──────── DATA TO USE

//! moviegraph-graph: Neo4j client for the movie graph.
//!
//! This crate is the single mutation point for the Neo4j store. Writes go
//! through a scoped [`session::GraphSession`] that is released on every
//! exit path, and every value reaches the store as a bound parameter.

pub mod client;
pub mod mutations;
pub mod queries;
pub mod session;

pub use client::{GraphClient, GraphConfig, GraphError};
pub use mutations::{movie_record_statement, write_in_session, write_movie_record};
pub use session::{BoltConnector, BoltSession, Connector, GraphSession, Statement};
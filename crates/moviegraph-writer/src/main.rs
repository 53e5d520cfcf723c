//! CLI entry point for the moviegraph writer.

use std::process::ExitCode;

use clap::Parser;
use tracing_subscriber::{fmt, EnvFilter};

use moviegraph_core::config::load_settings;
use moviegraph_graph::{BoltConnector, GraphConfig};

use moviegraph_writer::cli::Cli;
use moviegraph_writer::report::confirmation;
use moviegraph_writer::run::{run_write, verify};

#[tokio::main]
async fn main() -> ExitCode {
    let filter = EnvFilter::try_from_default_env().unwrap_or_else(|_| EnvFilter::new("info"));
    fmt()
        .with_env_filter(filter)
        .json()
        .with_writer(std::io::stderr)
        .init();

    let cli = Cli::parse();
    match run(&cli).await {
        Ok(()) => ExitCode::SUCCESS,
        Err(e) => {
            tracing::error!(error = %e, "Movie record write failed");
            eprintln!("Error: {e:#}");
            ExitCode::FAILURE
        }
    }
}

async fn run(cli: &Cli) -> anyhow::Result<()> {
    let settings = load_settings(&cli.config)?;
    let graph_config = GraphConfig::try_from(&settings.neo4j)?;
    let request = cli.request()?;
    let country_edge = cli.country_edge_or(settings.writer.country_edge);

    let connector = BoltConnector::new(graph_config.clone());
    let record = run_write(&connector, &request, country_edge).await?;
    println!("{}", confirmation(&record)?);

    if cli.verify {
        let verification = verify(&graph_config, &record).await?;
        println!("{}", verification.summary());
    }

    Ok(())
}
//! Command-line arguments.

use std::path::PathBuf;

use clap::Parser;

use moviegraph_core::{Country, Movie, MovieRequest, Person, RelationshipType};

use crate::error::{Result, WriterError};

#[derive(Debug, Parser)]
#[command(name = "moviegraph-writer")]
#[command(about = "Write a country, a person and a movie into the movie graph")]
pub struct Cli {
    /// Country name (matched or created).
    #[arg(long, default_value = "USA")]
    pub country: String,

    /// Person name (always created).
    #[arg(long, default_value = "name")]
    pub person: String,

    /// Person family name. Omit with --no-family.
    #[arg(long, default_value = "family", conflicts_with = "no_family")]
    pub family: String,

    /// Create the person without a family name.
    #[arg(long)]
    pub no_family: bool,

    /// Movie title (always created).
    #[arg(long, default_value = "The Evil")]
    pub title: String,

    /// Movie genre.
    #[arg(long, default_value = "Data Science")]
    pub genre: String,

    /// Movie release year.
    #[arg(long, default_value_t = 2024)]
    pub release_year: i64,

    /// Read the whole request from a JSON file instead of the flags above.
    #[arg(short, long)]
    pub input: Option<PathBuf>,

    /// Country -> Movie relationship type: produced-in, acted-in.
    /// Overrides writer.country_edge from config.
    #[arg(long)]
    pub country_edge: Option<RelationshipType>,

    /// After writing, read back the country count and the movie's incoming edges.
    #[arg(long)]
    pub verify: bool,

    /// Config file prefix (default: moviegraph).
    #[arg(short, long, default_value = "moviegraph")]
    pub config: String,
}

impl Cli {
    /// Build the request from `--input` if given, otherwise from the flags.
    pub fn request(&self) -> Result<MovieRequest> {
        if let Some(path) = &self.input {
            let raw = std::fs::read_to_string(path)?;
            return serde_json::from_str(&raw).map_err(|source| WriterError::Input {
                path: path.display().to_string(),
                source,
            });
        }

        Ok(MovieRequest {
            country: Country {
                name: self.country.clone(),
            },
            person: Person {
                name: self.person.clone(),
                family: (!self.no_family).then(|| self.family.clone()),
            },
            movie: Movie {
                title: self.title.clone(),
                genre: self.genre.clone(),
                release_year: self.release_year,
            },
        })
    }

    /// The flag wins over the configured value.
    pub fn country_edge_or(&self, configured: RelationshipType) -> RelationshipType {
        self.country_edge.unwrap_or(configured)
    }
}
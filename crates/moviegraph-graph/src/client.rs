//! Neo4j connection management and shared graph client.

use std::time::Duration;

use neo4rs::{query, ConfigBuilder, Graph, Query};

use moviegraph_core::config::Neo4jSettings;
use moviegraph_core::MovieGraphError;

/// Errors from graph operations.
#[derive(Debug, thiserror::Error)]
pub enum GraphError {
    /// The store could not be reached, or refused the credentials.
    #[error("Neo4j connection error: {0}")]
    Connection(String),

    /// The store rejected or failed to execute a statement.
    #[error("Neo4j query error: {0}")]
    Query(String),

    #[error("Serialization error: {0}")]
    Serialization(String),
}

/// Transport failures after a session is open are connection errors;
/// everything the server or driver reports about a statement is a query error.
impl From<neo4rs::Error> for GraphError {
    fn from(err: neo4rs::Error) -> Self {
        match err {
            neo4rs::Error::IOError { .. } | neo4rs::Error::ConnectionError { .. } => {
                Self::Connection(err.to_string())
            }
            _ => Self::Query(err.to_string()),
        }
    }
}

/// Configuration for connecting to Neo4j.
#[derive(Debug, Clone)]
pub struct GraphConfig {
    pub uri: String,
    pub user: String,
    pub password: String,
    pub max_connections: u32,
    pub fetch_size: usize,
    pub connect_timeout: Duration,
    pub query_timeout: Duration,
}

impl Default for GraphConfig {
    fn default() -> Self {
        Self {
            uri: "bolt://localhost:7687".to_string(),
            user: "neo4j".to_string(),
            password: String::new(),
            max_connections: 4,
            fetch_size: 256,
            connect_timeout: Duration::from_secs(10),
            query_timeout: Duration::from_secs(30),
        }
    }
}

impl TryFrom<&Neo4jSettings> for GraphConfig {
    type Error = MovieGraphError;

    fn try_from(settings: &Neo4jSettings) -> Result<Self, Self::Error> {
        Ok(Self {
            uri: settings.uri.clone(),
            user: settings.user.clone(),
            password: settings.require_password()?.to_string(),
            max_connections: settings.max_connections,
            fetch_size: settings.fetch_size,
            connect_timeout: Duration::from_secs(settings.connect_timeout_secs),
            query_timeout: Duration::from_secs(settings.query_timeout_secs),
        })
    }
}

/// Neo4j graph client with connection pooling.
///
/// Clone is cheap (inner Arc). Dropping the last clone releases the pool.
#[derive(Clone)]
pub struct GraphClient {
    graph: Graph,
    query_timeout: Duration,
}

impl GraphClient {
    /// Connect to Neo4j and verify the endpoint answers a ping.
    ///
    /// The pool connects lazily, so the ping is what surfaces an unreachable
    /// endpoint or bad credentials as [`GraphError::Connection`].
    pub async fn connect(config: &GraphConfig) -> Result<Self, GraphError> {
        let neo_config = ConfigBuilder::default()
            .uri(&config.uri)
            .user(&config.user)
            .password(&config.password)
            .max_connections(config.max_connections as usize)
            .fetch_size(config.fetch_size)
            .build()
            .map_err(|e| GraphError::Connection(e.to_string()))?;

        let connect = async {
            let graph = Graph::connect(neo_config)
                .await
                .map_err(|e| GraphError::Connection(e.to_string()))?;
            graph
                .run(query("RETURN 1"))
                .await
                .map_err(|e| GraphError::Connection(e.to_string()))?;
            Ok::<_, GraphError>(graph)
        };

        let graph = tokio::time::timeout(config.connect_timeout, connect)
            .await
            .map_err(|_| {
                GraphError::Connection(format!(
                    "timed out after {}s connecting to {}",
                    config.connect_timeout.as_secs(),
                    config.uri
                ))
            })??;

        tracing::info!(uri = %config.uri, "Connected to Neo4j");
        Ok(Self {
            graph,
            query_timeout: config.query_timeout,
        })
    }

    /// Execute a write-only query (CREATE, MERGE, DELETE, SET).
    pub async fn run(&self, query: Query) -> Result<(), GraphError> {
        self.bounded(self.graph.run(query)).await
    }

    /// Execute a read query and collect all rows.
    pub async fn query_rows(&self, query: Query) -> Result<Vec<neo4rs::Row>, GraphError> {
        self.bounded(async {
            let mut stream = self.graph.execute(query).await?;
            let mut rows = Vec::new();
            while let Some(row) = stream.next().await? {
                rows.push(row);
            }
            Ok(rows)
        })
        .await
    }

    /// Execute a query and return the first row, if any.
    pub async fn query_one(&self, query: Query) -> Result<Option<neo4rs::Row>, GraphError> {
        self.bounded(async {
            let mut stream = self.graph.execute(query).await?;
            stream.next().await
        })
        .await
    }

    /// Run a driver future under the configured query timeout.
    async fn bounded<T, F>(&self, fut: F) -> Result<T, GraphError>
    where
        F: std::future::Future<Output = Result<T, neo4rs::Error>>,
    {
        match tokio::time::timeout(self.query_timeout, fut).await {
            Ok(result) => Ok(result?),
            Err(_) => Err(GraphError::Query(format!(
                "timed out after {}s",
                self.query_timeout.as_secs()
            ))),
        }
    }
}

────────────────

* _PROBLEM STATEMENT_:
Return only the lines from the beginning of the material up to and including the line with "let verification = verify(&graph_config, &record).await?;", exactly as written.

* _SOLUTION TO THIS PROBLEM_:
//! moviegraph-graph: Neo4j client for the movie graph.
//!
//! This crate is the single mutation point for the Neo4j store. Writes go
//! through a scoped [`session::GraphSession`] that is released on every
//! exit path, and every value reaches the store as a bound parameter.

pub mod client;
pub mod mutations;
pub mod queries;
pub mod session;

pub use client::{GraphClient, GraphConfig, GraphError};
pub use mutations::{movie_record_statement, write_in_session, write_movie_record};
pub use session::{BoltConnector, BoltSession, Connector, GraphSession, Statement};
filename crates/moviegraph-writer/src/main.rs
repository 53e5d520cfcf723c
//! CLI entry point for the moviegraph writer.

use std::process::ExitCode;

use clap::Parser;
use tracing_subscriber::{fmt, EnvFilter};

use moviegraph_core::config::load_settings;
use moviegraph_graph::{BoltConnector, GraphConfig};

use moviegraph_writer::cli::Cli;
use moviegraph_writer::report::confirmation;
use moviegraph_writer::run::{run_write, verify};

#[tokio::main]
async fn main() -> ExitCode {
    let filter = EnvFilter::try_from_default_env().unwrap_or_else(|_| EnvFilter::new("info"));
    fmt()
        .with_env_filter(filter)
        .json()
        .with_writer(std::io::stderr)
        .init();

    let cli = Cli::parse();
    match run(&cli).await {
        Ok(()) => ExitCode::SUCCESS,
        Err(e) => {
            tracing::error!(error = %e, "Movie record write failed");
            eprintln!("Error: {e:#}");
            ExitCode::FAILURE
        }
    }
}

async fn run(cli: &Cli) -> anyhow::Result<()> {
    let settings = load_settings(&cli.config)?;
    let graph_config = GraphConfig::try_from(&settings.neo4j)?;
    let request = cli.request()?;
    let country_edge = cli.country_edge_or(settings.writer.country_edge);

    let connector = BoltConnector::new(graph_config.clone());
    let record = run_write(&connector, &request, country_edge).await?;
    println!("{}", confirmation(&record)?);

    if cli.verify {
        let verification = verify(&graph_config, &record).await?;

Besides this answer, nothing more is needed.